WEII (96.3 FM, "SportsRadio 96.3") is a radio station in Dennis, Massachusetts. The station airs a sports radio format from Boston-based WEEI-FM. It is owned by iHeartMedia.

==History==
The station started life in 1981 under the call letters WGTF, operating on 93.5 FM. It moved to 96.3 in 1982 (the 93.5 frequency is now occupied by WFRQ) and changed its call letters to WXJY in 1984 and WNTX in 1988. The station's format as WNTX was "Oldies 96", competing with the larger "Oldies 103" in Boston. The Makkay family, headed by Al Makkay, purchased the frequency in late 1992, and in January 1993, it flipped to a Top 40 (CHR) format as WRZE "96.3 The Rose"."Dino, WRZE-FM Nantucket/Hyannis, MA September 1995 (Restored Unscoped)" In 2003, Makkay Broadcasting sold WRZE, along with its sister stations WPXC and WCIB, to Qantum Communications for $32 million. In 2008, the station, which was originally licensed to Nantucket, was re-licensed to Dennis.

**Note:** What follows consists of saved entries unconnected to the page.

//! Resource configuration: plain data describing page sizing, fanout, and
//! cache geometry. A struct with documented defaults, no parser attached.
//! CLI/env parsing is out of scope for the storage core.

use crate::page::NDP_NODE_COUNT_EXPONENT;
use crate::revisioning::RevisioningPolicy;

/// Default page size used to derive `MAX_RECORD_SIZE` (1 MiB).
pub const DEFAULT_PAGE_SIZE: u32 = 1 << 20;
/// Fixed per-page header reserved out of `DEFAULT_PAGE_SIZE`.
pub const DEFAULT_PAGE_HEADER_RESERVED: u32 = 64;

#[derive(Debug, Clone)]
pub struct RevisioningConfig {
    pub policy: RevisioningPolicy,
    pub revisions_to_restore: u32,
}

impl Default for RevisioningConfig {
    fn default() -> Self {
        Self { policy: RevisioningPolicy::Incremental, revisions_to_restore: 3 }
    }
}

#[derive(Debug, Clone)]
pub struct ResourceConfig {
    /// Maximum serialized record size before it spills to an overflow page.
    pub max_record_size: u32,
    pub ndp_node_count_exponent: u32,
    /// Indirect-page fanout exponents, most significant level first, shared
    /// by every subtree unless overridden per `IndexType` by a caller.
    pub indirect_fanout_exponents: Vec<u8>,
    pub store_dewey_ids: bool,
    pub revisioning: RevisioningConfig,

    pub record_cache_capacity: usize,
    pub record_cache_ttl_secs: u64,
    pub path_cache_capacity: usize,
    pub path_cache_enabled: bool,
    pub value_cache_capacity: usize,
    pub value_cache_enabled: bool,
}

impl Default for ResourceConfig {
    fn default() -> Self {
        Self {
            max_record_size: DEFAULT_PAGE_SIZE - DEFAULT_PAGE_HEADER_RESERVED,
            ndp_node_count_exponent: NDP_NODE_COUNT_EXPONENT,
            indirect_fanout_exponents: vec![7, 7, 7, 7],
            store_dewey_ids: true,
            revisioning: RevisioningConfig::default(),
            record_cache_capacity: 1000,
            record_cache_ttl_secs: 5000,
            path_cache_capacity: 20,
            path_cache_enabled: true,
            value_cache_capacity: 20,
            value_cache_enabled: true,
        }
    }
}

impl ResourceConfig {
    #[must_use]
    pub fn node_count(&self) -> u32 {
        1 << self.ndp_node_count_exponent
    }

    /// Fanout (number of refs) at `level` of the indirect trie.
    #[must_use]
    pub fn fanout_at(&self, level: usize) -> usize {
        self.indirect_fanout_exponents
            .get(level)
            .map_or(1, |exp| 1usize << exp)
    }
}

#[cfg(test)]
mod tests {
    use super::*;

    #[test]
    fn defaults_match_the_documented_constants() {
        let cfg = ResourceConfig::default();
        assert_eq!(cfg.node_count(), 512);
        assert_eq!(cfg.max_record_size, (1 << 20) - 64);
        assert_eq!(cfg.fanout_at(0), 128);
        assert_eq!(cfg.revisioning.revisions_to_restore, 3);
    }

    #[test]
    fn fanout_beyond_configured_levels_is_one() {
        let cfg = ResourceConfig::default();
        assert_eq!(cfg.fanout_at(99), 1);
    }
}
use std::fmt;
use std::path::PathBuf;
use std::sync::{PoisonError, RwLock, RwLockReadGuard, RwLockWriteGuard};

use once_cell::sync::Lazy;
use serde::{Deserialize, Serialize};
use thiserror::Error;

/// Log level attached to every engine log emission.
///
/// The ordinals are part of the C ABI and follow declaration order, not
/// severity: callers match on the numeric value.
#[derive(Debug, Clone, Copy, PartialEq, Eq, Hash, Serialize, Deserialize)]
#[serde(rename_all = "lowercase")]
#[repr(i32)]
pub enum LogLevel {
    /// Informational message.
    Info = 0,
    /// Warning.
    Warn = 1,
    /// Error.
    Error = 2,
    /// Debug trace.
    Debug = 3,
}

impl LogLevel {
    /// All levels in ordinal order.
    pub const ALL: [LogLevel; 4] = [
        LogLevel::Info,
        LogLevel::Warn,
        LogLevel::Error,
        LogLevel::Debug,
    ];

    /// Numeric value carried across the C boundary.
    pub const fn ordinal(self) -> i32 {
        self as i32
    }

    /// Upper-case tag (`INFO`, `WARN`, ...).
    pub const fn as_str(self) -> &'static str {
        match self {
            LogLevel::Info => "INFO",
            LogLevel::Warn => "WARN",
            LogLevel::Error => "ERROR",
            LogLevel::Debug => "DEBUG",
        }
    }

    /// Whether an emission at `self` passes a `minimum` threshold.
    ///
    /// Compares ordinals, so a `Debug` minimum only lets `Debug` through.
    pub const fn passes(self, minimum: LogLevel) -> bool {
        self.ordinal() >= minimum.ordinal()
    }
}

impl fmt::Display for LogLevel {
    fn fmt(&self, f: &mut fmt::Formatter<'_>) -> fmt::Result {
        f.write_str(self.as_str())
    }
}

/// Returned when an ordinal does not name a [`LogLevel`].
#[derive(Debug, Clone, Copy, PartialEq, Eq, Error)]
#[error("unknown log level ordinal: {0}")]
pub struct LevelError(pub i32);

impl TryFrom<i32> for LogLevel {
    type Error = LevelError;

    fn try_from(value: i32) -> Result<Self, LevelError> {
        LogLevel::ALL
            .into_iter()
            .find(|level| level.ordinal() == value)
            .ok_or(LevelError(value))
    }
}

/// Fixed-shape hook the engine calls for every log emission that passes the
/// level filter. The arguments are formatted lazily by the hook.
pub type LogHook = fn(LogLevel, fmt::Arguments<'_>);

struct ConfigState {
    base_path: String,
    log_level: LogLevel,
    log_hook: Option<LogHook>,
}

static CONFIG: Lazy<RwLock<ConfigState>> = Lazy::new(|| {
    RwLock::new(ConfigState {
        base_path: String::new(),
        log_level: LogLevel::Info,
        log_hook: None,
    })
});

fn read() -> RwLockReadGuard<'static, ConfigState> {
    CONFIG.read().unwrap_or_else(PoisonError::into_inner)
}

fn write() -> RwLockWriteGuard<'static, ConfigState> {
    CONFIG.write().unwrap_or_else(PoisonError::into_inner)
}

/// Serializable view of the process-wide configuration.
#[derive(Debug, Clone, PartialEq, Eq, Serialize, Deserialize)]
pub struct ConfigSnapshot {
    /// Configured base path (empty means the engine default).
    pub base_path: String,
    /// Minimum log level.
    pub log_level: LogLevel,
    /// Whether a log hook is registered.
    pub has_log_hook: bool,
}

/// Set the directory the engine searches for its configuration files.
///
/// Not validated here; engines check it when a session starts.
pub fn set_base_path(path: impl Into<String>) {
    write().base_path = path.into();
}

/// Currently configured base path (empty when unset).
pub fn base_path() -> String {
    read().base_path.clone()
}

/// Set the minimum log level.
pub fn set_log_level(level: LogLevel) {
    write().log_level = level;
}

/// Current minimum log level.
pub fn log_level() -> LogLevel {
    read().log_level
}

/// Register (or clear) the engine's log hook.
pub fn set_log_hook(hook: Option<LogHook>) {
    write().log_hook = hook;
}

pub(crate) fn log_route() -> (Option<LogHook>, LogLevel) {
    let cfg = read();
    (cfg.log_hook, cfg.log_level)
}

/// Snapshot of the configuration.
pub fn snapshot() -> ConfigSnapshot {
    let cfg = read();
    ConfigSnapshot {
        base_path: cfg.base_path.clone(),
        log_level: cfg.log_level,
        has_log_hook: cfg.log_hook.is_some(),
    }
}

/// Base path an engine should use: the configured one, or [`default_base_path`].
pub fn resolve_base_path() -> anyhow::Result<PathBuf> {
    let configured = base_path();
    if configured.is_empty() {
        return default_base_path();
    }
    Ok(PathBuf::from(configured))
}

/// Default base path (`~/.vpinball/`).
pub fn default_base_path() -> anyhow::Result<PathBuf> {
    let home = std::env::var_os("HOME")
        .or_else(|| std::env::var_os("USERPROFILE"))
        .ok_or_else(|| anyhow::anyhow!("HOME is not set"))?;
    let home = PathBuf::from(home);
    if home.as_os_str().is_empty() {
        anyhow::bail!("HOME is set but empty");
    }
    Ok(home.join(".vpinball"))
}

On March 25, 2009 (though the changeover was originally announced for April 1), WRZE flipped formats, becoming a simulcast of popular Boston sports radio station WEEI.

On May 15, 2014, Qantum Communications announced that it would sell its 29 stations, including WEII, to Clear Channel Communications (now iHeartMedia), in a transaction connected to Clear Channel's sale of WALK AM-FM in Patchogue, New York, to Connoisseur Media via Qantum. The transaction was consummated on September 9, 2014.

On November 28, 2023, iHeartMedia disclosed in a job posting that it would not renew WEII's contract to carry WEEI programming, with the costs to carry the WEEI network and Boston Red Sox baseball being diverted to hiring a locally-based sports talk host.